Il venait de faire le premier pas dans la voie de la trahison et cette pensée lui était douce, car c’était sa vengeance qui s’ébauchait et prenait forme.

Ce qu’il allait tenter, il le savait maintenant. Le but à atteindre, il le voyait nettement.

Par quels moyens l’atteindrait-il, il ne s’en doutait pas encore ; mais ce n’était pas pour rien qu’il était mâtiné de Juif et d’Arabe, il trouverait.

L’essentiel était que l’aérostat, arrivé au contact des premières masses africaines, ne s’y arrêtât pas et poussât au delà, vers ce Sultan du désert qu’au fond de lui Saladin regardait déjà comme son maître.

C’était à cela d’abord qu’il fallait aviser.

La nuit était venue, plaquant d’ombres épaisses les angles rentrants des maisons et rendant plus inextricable encore le fouillis des ruelles.

Mais Saladin connaissait le vieil Alger comme sa ville natale et retrouva sans peine la maison de l’ami qui l’avait accueilli et lui avait fourni son déguisement.

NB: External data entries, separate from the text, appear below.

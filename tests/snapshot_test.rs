use chrono::NaiveDate;
use rust_decimal::Decimal;
use rust_decimal_macros::dec;

use sterling::SterlingError;
use sterling::metrics;
use sterling::models::{DailyBar, MarketRow};
use sterling::snapshot::{build_ranking, build_silver};

fn bar(day: u32, close: Decimal, volume: Decimal) -> DailyBar {
    DailyBar {
        date: NaiveDate::from_ymd_opt(2025, 3, day).unwrap(),
        open: close,
        high: close,
        low: close,
        close,
        volume,
    }
}

fn row(code: &str, name: &str, close: Decimal, volume: Decimal, open: Decimal) -> MarketRow {
    MarketRow {
        code: code.to_string(),
        name: name.to_string(),
        close,
        change_pct: dec!(1.00),
        volume,
        open,
    }
}

#[test]
fn silver_overview_derives_change_and_conversion() {
    let bars = vec![bar(6, dec!(31.0), dec!(100)), bar(7, dec!(32.0), dec!(120))];
    let fx_bars = vec![bar(7, dec!(1300), dec!(0))];

    let silver = build_silver("SI=F", &bars, "USDKRW=X", &fx_bars).unwrap();

    assert_eq!(silver.quote.last, dec!(32.0));
    assert_eq!(silver.fx_rate, dec!(1300));
    assert_eq!(
        silver.change_pct,
        metrics::percent_change(dec!(32.0), dec!(31.0))
    );
    assert_eq!(
        silver.krw_per_gram,
        metrics::krw_per_gram(dec!(32.0), dec!(1300))
    );
    assert_eq!(silver.closes.len(), 2);
    assert_eq!(silver.closes[1].1, dec!(32.0));
}

#[test]
fn silver_overview_requires_bars() {
    let fx_bars = vec![bar(7, dec!(1300), dec!(0))];
    assert!(matches!(
        build_silver("SI=F", &[], "USDKRW=X", &fx_bars),
        Err(SterlingError::Provider(_))
    ));
    let bars = vec![bar(7, dec!(32.0), dec!(100))];
    assert!(matches!(
        build_silver("SI=F", &bars, "USDKRW=X", &[]),
        Err(SterlingError::Provider(_))
    ));
}

#[test]
fn ranking_sorts_watchlist_by_volume_descending() {
    let today = vec![
        row("445400", "하이젠알앤엠", dec!(12340), dec!(1000), dec!(12100)),
        row("058610", "SPG", dec!(8000), dec!(3000), dec!(7900)),
        row("108490", "로보티즈", dec!(25000), dec!(2000), dec!(24500)),
        // Not on the watchlist; must not appear.
        row("999999", "기타", dec!(100), dec!(999_999), dec!(100)),
    ];
    let prior = vec![
        row("445400", "하이젠알앤엠", dec!(12000), dec!(500), dec!(12000)),
        row("058610", "SPG", dec!(7800), dec!(6000), dec!(7700)),
        row("108490", "로보티즈", dec!(24000), dec!(2000), dec!(23900)),
    ];
    let watchlist = vec![
        "445400".to_string(),
        "058610".to_string(),
        "108490".to_string(),
    ];

    let rows = build_ranking(&today, &prior, &watchlist);

    let codes: Vec<&str> = rows.iter().map(|r| r.code.as_str()).collect();
    assert_eq!(codes, vec!["058610", "108490", "445400"]);

    // Derived fields on the top row.
    assert_eq!(rows[0].volume_ratio, Some(dec!(50))); // 3000 / 6000
    assert_eq!(rows[0].bands.target, dec!(8000) * dec!(1.03));
    assert_eq!(rows[0].bands.stop, dec!(8000) * dec!(0.98));
    assert_eq!(
        rows[0].open_move_pct,
        metrics::percent_change(dec!(8000), dec!(7900))
    );
}

#[test]
fn ranking_missing_or_zero_prior_volume_means_no_comparison() {
    let today = vec![
        row("445400", "하이젠알앤엠", dec!(12340), dec!(1000), dec!(12100)),
        row("058610", "SPG", dec!(8000), dec!(3000), dec!(7900)),
    ];
    // 445400 absent from the prior session, 058610 present with zero volume.
    let prior = vec![row("058610", "SPG", dec!(7800), Decimal::ZERO, dec!(7700))];
    let watchlist = vec!["445400".to_string(), "058610".to_string()];

    let rows = build_ranking(&today, &prior, &watchlist);

    assert_eq!(rows.len(), 2);
    assert!(rows.iter().all(|r| r.volume_ratio.is_none()));
}

#[test]
fn ranking_skips_watch_codes_absent_today() {
    let today = vec![row("445400", "하이젠알앤엠", dec!(12340), dec!(1000), dec!(12100))];
    let prior = Vec::new();
    let watchlist = vec!["445400".to_string(), "058610".to_string()];

    let rows = build_ranking(&today, &prior, &watchlist);

    assert_eq!(rows.len(), 1);
    assert_eq!(rows[0].code, "445400");
}

#[test]
fn ranking_zero_open_means_no_open_move() {
    let today = vec![row("445400", "하이젠알앤엠", dec!(12340), dec!(1000), Decimal::ZERO)];
    let prior = Vec::new();
    let watchlist = vec!["445400".to_string()];

    let rows = build_ranking(&today, &prior, &watchlist);

    assert_eq!(rows[0].open_move_pct, None);
}

#[test]
fn ranking_ties_keep_watchlist_order() {
    let today = vec![
        row("445400", "하이젠알앤엠", dec!(12340), dec!(1000), dec!(12100)),
        row("058610", "SPG", dec!(8000), dec!(1000), dec!(7900)),
    ];
    let watchlist = vec!["445400".to_string(), "058610".to_string()];

    let rows = build_ranking(&today, &[], &watchlist);

    assert_eq!(rows[0].code, "445400");
    assert_eq!(rows[1].code, "058610");
}
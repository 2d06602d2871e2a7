//! Domestic exchange market segments and daily summary rows.

use rust_decimal::Decimal;

/// Market segment of the domestic exchange.
#[derive(Debug, Clone, Copy, Default, PartialEq, Eq, Hash)]
pub enum MarketSegment {
    #[default]
    Kosdaq,
    Kospi,
}

impl MarketSegment {
    /// Returns the `mktId` value expected by the exchange endpoint.
    pub fn as_mkt_id(&self) -> &'static str {
        match self {
            MarketSegment::Kosdaq => "KSQ",
            MarketSegment::Kospi => "STK",
        }
    }

    /// Returns the display label.
    pub fn label(&self) -> &'static str {
        match self {
            MarketSegment::Kosdaq => "KOSDAQ",
            MarketSegment::Kospi => "KOSPI",
        }
    }
}

impl std::fmt::Display for MarketSegment {
    fn fmt(&self, f: &mut std::fmt::Formatter<'_>) -> std::fmt::Result {
        f.write_str(self.label())
    }
}

/// One row of the exchange's full daily summary table.
///
/// Also the source of ticker-to-display-name resolution: `name` is the
/// exchange's abbreviated issue name.
#[derive(Debug, Clone, PartialEq, Eq)]
pub struct MarketRow {
    /// Short issue code, e.g. `"445400"`.
    pub code: String,
    /// Display name, e.g. `"하이젠알앤엠"`.
    pub name: String,
    pub close: Decimal,
    /// Day-over-day fluctuation rate as reported by the exchange, in percent.
    pub change_pct: Decimal,
    pub volume: Decimal,
    pub open: Decimal,
}
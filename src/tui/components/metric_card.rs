//! Metric card component: a bordered label/value/delta triple.

use ratatui::{
    Frame,
    layout::Rect,
    style::{Color, Modifier, Style},
    text::{Line, Span},
    widgets::{Block, Borders, Paragraph},
};
use rust_decimal::Decimal;

/// A delta line under the value, colored by sign.
pub struct Delta {
    pub text: String,
    pub value: Decimal,
}

impl Delta {
    /// Arrow plus color for the delta's sign.
    fn styling(&self) -> (&'static str, Color) {
        if self.value >= Decimal::ZERO {
            ("▲", Color::Green)
        } else {
            ("▼", Color::Red)
        }
    }
}

/// Renders one metric card.
pub fn render(
    frame: &mut Frame,
    area: Rect,
    label: &str,
    value: &str,
    delta: Option<Delta>,
    caption: Option<&str>,
) {
    let block = Block::default()
        .title(format!(" {label} "))
        .borders(Borders::ALL)
        .border_style(Style::default().fg(Color::DarkGray));

    let inner = block.inner(area);
    frame.render_widget(block, area);

    let mut lines = vec![Line::from(Span::styled(
        value.to_string(),
        Style::default()
            .fg(Color::White)
            .add_modifier(Modifier::BOLD),
    ))];

    if let Some(delta) = delta {
        let (arrow, color) = delta.styling();
        lines.push(Line::from(Span::styled(
            format!("{arrow} {}", delta.text),
            Style::default().fg(color),
        )));
    }

    if let Some(caption) = caption {
        lines.push(Line::from(Span::styled(
            caption.to_string(),
            Style::default().fg(Color::DarkGray),
        )));
    }

    let para = Paragraph::new(lines);
    frame.render_widget(para, inner);
}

C’était un « mouderrés » ou professeur, chargé d’une école d’enfants arabes dans le quartier des Tagarins.

Il se nommait Youcef, et musulman jusqu’aux moelles il n’eut pas de peine à comprendre ce que l’interprète attendait de lui.

Il parcourut la longue dépêche que celui-ci venait de préparer après en avoir soigneusement pesé tous les mots.

— J’ai compris, dit-il ; elle partira demain soir.

Lorsque le lendemain à la pointe du jour le ballon quitta le plateau, Saladin, dont la vue était perçante, distingua au milieu d’un buisson d’aloès un groupe d’Arabes accroupis, et parmi eux une tête qui ne lui était pas inconnue.

L’heure était matinale, les curieux étaient rares.

— Voyez donc, dit—il à l’ingénieur, ces trois saints personnages qui ont l’air de surveiller notre départ !

Et tirant son chapeau, il salua d’un air ironique en se penchant de leur côté.

— Adieu ! graine de révoltés, fit-il en riant.